O fim do mundo
Há uma ancestral delícia em imaginar o fim do mundo. Se não for nas profecias bíblicas, secularmente repetidas, já nos dispusemos a acreditar no apocalipse Maia, em invasões alienígenas e ultimamente a ameaça zumbi tornou-se tão constante nos filmes que adotamos essa catástrofe como séria, existem aqueles que seguem antecipadamente um confiável manual de sobrevivência e buscam razões científicas para prever semelhante pandemônio. Porém, é mais fácil um cientista incompetente liberar uma praga devastadora do que o terror das religiões e da fantasia nos condenar. Na verdade não precisamos esperar muito para assistir ao fim do mundo.
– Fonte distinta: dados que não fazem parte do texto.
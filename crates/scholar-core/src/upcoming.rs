//! Nearest-upcoming-record selection across scholars.
//!
//! Given a snapshot of scholars and a reference `now`, pick for each scholar
//! the single soonest record that is scheduled at or after `now` and has not
//! occurred, then order the picks by date. Which records are considered is
//! decided by an extractor (meetings, milestones, both, or anything a caller
//! supplies); which scholars are considered is decided by a scope predicate.
//!
//! The computation is pure: no I/O, no ambient clock.

use chrono::{DateTime, Utc};
use serde::{Deserialize, Serialize};
use strum::IntoEnumIterator;
use uuid::Uuid;

use crate::scholar::{
  LinkedScholar, MilestoneKind, Schedule, Scholar, ScholarSummary,
};

// ─── Record identity ─────────────────────────────────────────────────────────

/// Identifies a dated record within its scholar document.
#[derive(Debug, Clone, Copy, PartialEq, Eq, Serialize, Deserialize)]
#[serde(tag = "kind", content = "id", rename_all = "snake_case")]
pub enum RecordKey {
  Meeting(Uuid),
  Milestone(MilestoneKind),
}

/// A dated record lifted out of a scholar document. Records whose scheduled
/// date is missing or unreadable never become candidates.
#[derive(Debug, Clone, Copy, PartialEq, Eq)]
pub struct Candidate {
  pub record:       RecordKey,
  pub scheduled_at: DateTime<Utc>,
  pub occurred:     bool,
}

impl Candidate {
  fn from_schedule(record: RecordKey, schedule: &Schedule) -> Option<Self> {
    Some(Self {
      record,
      scheduled_at: schedule.scheduled_at?,
      occurred: schedule.occurred,
    })
  }

  pub fn is_upcoming(&self, now: DateTime<Utc>) -> bool {
    !self.occurred && self.scheduled_at >= now
  }
}

// ─── Categories ──────────────────────────────────────────────────────────────

/// The built-in record categories.
#[derive(
  Debug, Clone, Copy, PartialEq, Eq, Serialize, Deserialize, strum::EnumString,
)]
#[serde(rename_all = "lowercase")]
#[strum(serialize_all = "lowercase")]
pub enum Category {
  /// Doctoral-committee meetings, in list order.
  Meetings,
  /// Milestone fields, in [`MilestoneKind`] declaration order.
  Milestones,
  /// Meetings followed by milestones.
  All,
}

impl Category {
  pub fn extract(self, scholar: &Scholar) -> Vec<Candidate> {
    match self {
      Self::Meetings => meeting_candidates(scholar),
      Self::Milestones => milestone_candidates(scholar),
      Self::All => {
        let mut out = meeting_candidates(scholar);
        out.extend(milestone_candidates(scholar));
        out
      }
    }
  }
}

pub fn meeting_candidates(scholar: &Scholar) -> Vec<Candidate> {
  scholar
    .dc_meetings
    .iter()
    .flatten()
    .filter_map(|m| {
      Candidate::from_schedule(RecordKey::Meeting(m.meeting_id), &m.schedule)
    })
    .collect()
}

pub fn milestone_candidates(scholar: &Scholar) -> Vec<Candidate> {
  let Some(milestones) = &scholar.milestones else {
    return Vec::new();
  };
  MilestoneKind::iter()
    .filter_map(|kind| {
      milestones
        .get(kind)
        .and_then(|s| Candidate::from_schedule(RecordKey::Milestone(kind), s))
    })
    .collect()
}

// ─── Output ──────────────────────────────────────────────────────────────────

/// One scholar's nearest upcoming record.
#[derive(Debug, Clone, PartialEq, Eq, Serialize, Deserialize)]
pub struct UpcomingEntry {
  pub scholar_id:   Uuid,
  pub record:       RecordKey,
  pub scheduled_at: DateTime<Utc>,
  /// Always `false`; kept so clients can treat entries like stored records.
  pub occurred:     bool,
  pub scholar:      ScholarSummary,
}

// ─── Finder ──────────────────────────────────────────────────────────────────

/// The soonest upcoming candidate for one scholar. Ties on `scheduled_at`
/// keep the first candidate in extraction order.
pub fn nearest_upcoming(
  candidates: impl IntoIterator<Item = Candidate>,
  now: DateTime<Utc>,
) -> Option<Candidate> {
  candidates
    .into_iter()
    .filter(|c| c.is_upcoming(now))
    .min_by_key(|c| c.scheduled_at)
}

/// Select at most one upcoming record per in-scope scholar and return them
/// sorted ascending by scheduled date.
///
/// Scholars are skipped when their owner link is unresolved, when `in_scope`
/// rejects them, or when `extract` yields no upcoming record. The sort is
/// stable, so scholars sharing a date keep their input order.
pub fn find_nearest_upcoming<'a, I, E, P>(
  subjects: I,
  now: DateTime<Utc>,
  extract: E,
  in_scope: P,
) -> Vec<UpcomingEntry>
where
  I: IntoIterator<Item = &'a LinkedScholar>,
  E: Fn(&Scholar) -> Vec<Candidate>,
  P: Fn(&LinkedScholar) -> bool,
{
  let mut entries: Vec<UpcomingEntry> = subjects
    .into_iter()
    .filter(|linked| in_scope(*linked))
    .filter_map(|linked| {
      let owner = linked.owner.as_ref()?;
      let nearest = nearest_upcoming(extract(&linked.scholar), now)?;
      Some(UpcomingEntry {
        scholar_id:   linked.scholar.scholar_id,
        record:       nearest.record,
        scheduled_at: nearest.scheduled_at,
        occurred:     false,
        scholar:      linked.scholar.summary(owner.clone()),
      })
    })
    .collect();

  entries.sort_by_key(|e| e.scheduled_at);
  entries
}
A catástrofe que destruirá a humanidade não está nos livros, nem nos filmes; da ficção não virá o fim do mundo. E os seres que nos devorarão estão próximos a ponto de não podermos vê-los. Basta notarmos alguns costumes, olharmos algumas paisagens e espaços para nos darmos conta de que o fim do mundo está nos envolvendo diariamente. Se pela escassez de produtos básicos, como a água, podemos prever o descalabro; em Belém, diante da grandiosidade da baia de Guajará, sentir o odor fétido dessas águas é o anúncio de um terrível amanhã. Os igarapés que compõem a bacia hídrica da capital do estado perderam sua função de reservatório, de um recurso valioso. Rebaixados a canais, valas e sarjetas servem somente como o destino daquilo que não sabemos mais aproveitar. Se a tragédia de Mariana matou ou comprometeu a biodiversidade do Rio Doce por um longo período, nas cidades brasileiras, sistematicamente, todos os dias, matamos outras centenas de cursos de água. Já sem nomes, transformados em problemas de habitação, secam e são drenados por uma urbanização incompetente. Quando as enchentes fazem os miseráveis mais sofridos ninguém consegue saber o motivo.
Pode-se morrer de tão variadas formas que também assalta-me uma mania lúgubre de pensar nas possibilidades. No Brasil podemos morrer no trânsito ou na calçada pela imprudência de algum bêbado; se escaparmos de um bandido, ainda restam as balas perdidas, não dá para saber. Terá sido a polícia? Se no hospital, bem, dependerá do atendimento, isso se tivermos a sorte de trocar duas palavras com um profissional de saúde que seja. Mas para minha sorte tenho plano de saúde; na verdade não sei se a cobertura oferecida terá os profissionais e serviços disponíveis quando for necessário; afinal, ele pode falir a qualquer momento. Se eu decidir migrar para Europa poderei acabar sendo atacado por xenófobos ou ser vítima de uma ataque terrorista. Nos Estados Unidos há também os tiroteios periódicos, por razões e oportunidades diversas. Isso para falarmos apenas das ameaças que comovem a atenção da imprensa “séria” ou improvisada. Além do mais, existem tantas outras formas de sofrer a violência descabida de qualquer insanidade e não somente nesses países.
Se ainda assim escaparmos das prováveis situações mortíferas algum golpe de sorte poderá nos lançar frente a um inimigo poderoso, imune a ataques; contudo, repleto de força para recalcitrar. Ele nunca ataca sozinho, se movimenta em hordas, experto e decidido a lutar pelo seu constitucional direito de nos tirar o pouco que resta de dignidade e de esperança. Não serão os zumbis que nos devorarão. Os políticos são a força do apocalipse vindouro. Contra a massa ignorante e inerte acostumada a esperar por um salvador, resignada com a miséria e historicamente manipulável por presentes inúteis; eles, os políticos, arquitetam o fim do mundo a cada sessão de plenário, a cada conversa escusa, a cada conchavo bem sucedido. De posse dos meios materiais, das leis, dos partidos e da mídia constroem uma distopia no presente permitindo que a estupidez seja a ordem que governa. E não há lado que se mostre decoroso o bastante para apontar ao poder que seja um caminho livre de culpa. Não esperemos mais pelo fim. Vivamos enquanto ele nos permitir.